Height:1670 feet or 509 metres   Distance to summit:   2.7 miles or 4.3 kilometres 
Time to summit:  ¾ hour to 1 hour.
Difficulty: Moderate. The climb is steep in parts. Take plenty of breaks and enjoy the views.


Yesterday we headed to Bwlch Penbarras to do a walk in the Clwydian Hills.     Both Pete and I didn't feel like doing a strenuous walk so we settled for  a circular walk of about 6 miles up and around Moel Fenlli, an Iron Age Hill fort that lies at the top of a very steep heather covered hill.

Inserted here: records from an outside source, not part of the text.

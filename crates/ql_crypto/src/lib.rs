//! ql_crypto — Quietline cryptographic primitives
//!
//! # Design principles
//! - NO custom crypto; all primitives come from audited RustCrypto crates.
//! - Zeroize all secret material on drop.
//! - Deterministic encodings everywhere a byte string feeds a signature
//!   or MAC: SEC1 uncompressed points, SubjectPublicKeyInfo DER, standard
//!   base64 with padding.
//!
//! # Module layout
//! - `identity` — long-term RSA identity (signing + encryption pairs) and fingerprints
//! - `sign`     — RSA-PSS (SHA-256, salt 32) sign/verify
//! - `ecdh`     — ephemeral ECDH over P-256, 65-byte uncompressed points
//! - `kdf`      — HKDF-SHA-256 session-key derivation + Argon2id vault key
//! - `aead`     — AES-256-GCM seal/open + 32-byte key wrap for file envelopes
//! - `mac`      — HMAC-SHA-256 key-confirmation tags
//! - `hash`     — SHA-256 utilities
//! - `rng`      — CSPRNG helpers
//! - `error`    — unified error type

pub mod aead;
pub mod ecdh;
pub mod error;
pub mod hash;
pub mod identity;
pub mod kdf;
pub mod mac;
pub mod rng;
pub mod sign;

pub use error::CryptoError;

Although it was quite warm, visibility was very hazy but we hoped that the haze would burn off later in the day so that we could see the panoramic views from the summit but unfortunately this never happened so consequently we didn't take many photos along the way.
We followed the Offa's Dyke path up the steep Heather covered slopes and were surprised how many Peacock Butterflies were by the path.  Just as we were getting near the western end of the hill two double decker bus loads of very enthusiastic and noisy kids from Liverpool arrived, so we quickly carried on to the summit.   A flight of wooden steps made the ascent to the summit a lot easier but once you are in the hill fort there is very little you can make out as the ground is completely covered in Heather and only the ramparts stand out.
A quick look around and we headed south on the Offa's Dyke Path and then took the path towards Llanferres where we  had something to eat and drink near the village.  It was then across fields and lanes before arriving back at Bwlch Penbarras car park.   What is nice about our walks is that we do have time to stand and stare at things and one thing I think about in this area is the nice Welsh House names and their origins.   Two we came across yesterday were  Hafod Taid   ( Grandfather's  Summer dwelling)  and Ty Fy Nain  (  My Grandmother's House)  both of which made me think of some grandchild having happy memories there with their Grandparents and then later going to live there.      Our walk was just under 6 miles so we had plenty of time left to enjoy a drink in the Druid's Inn in Llanferres before driving home. 

Hugo:
OK Fester  I'll try my best so here goes.    First the directions to the Moel Famau car park at Bwlch Penbarras
Drive to Ruthin and take the A494  Mold Road.  Keep on that and you'll go through Llanfair DC  up a steep hill passing the Clwyd Gate pub at the top.  Keep on the A494 and you'll come to Llanferres ( pub is on the left in the middle of the village.) carry on for about a mile and on the left you will see a sign for Tafarn Y Gelyn with a brown Moel Famau sign below.   
Turn left there and keep on the road for two and a half miles and you'll see two car parks (one on left one on right) and this is Bwlch Penbarras the start of your walk'
Now the walk I did on Friday I cannot describe as even with detailed maps we had difficulty finding our way but what I can recommend is the official Moel Fenlli walk which has the most interesting scenery and views so that is the one to go for.
Height:1670 feet or 509 metres   Distance to summit:   2.7 miles or 4.3 kilometres  Time to summit:  ¾ hour to 1 hour.
Difficulty: 
Moderate. The climb is steep in parts. Take plenty of breaks and enjoy the views.
Moel Fenlli is the steep hill to the south of the car park and the path is easy to follow as it's the official Offa's Dyke path.   It goes diagonally up hill.  Marker Posts will lead you up the hill  Count the posts as you reach them and at the 6th post, Offa’s Dyke Path will turn right. Take the path directly in front of you which leads you up the wooden steps to the top of the mountain. This is a VERY steep stretch and should be tackled slowly.
As the incline eases off you will enter a small hollow and the path leads you to the left. At this point you should see the summit. Take the path to the summit. At the summit you will find a large pile of stones.
From the top if you look back in the direction of the car park you will see the Jubilee Tower on Moel Famau.
To get back to the car park you can either retrace your steps or go down the very steep path on the car park side of the hill fort.
From the car park drive back along the road to the A494 and turn right, the Druid's Inn is in the middle of Llanferres on your right near the church.  Enjoy your pint as you will have deserved it.     Z**


Ian:
As stated

Hugo:
Bethesda to Ogwen walk

Parking in Bethesda at the Austin Taylor lay by or in the lay by by the entrance to the Penrhyn Quarry road.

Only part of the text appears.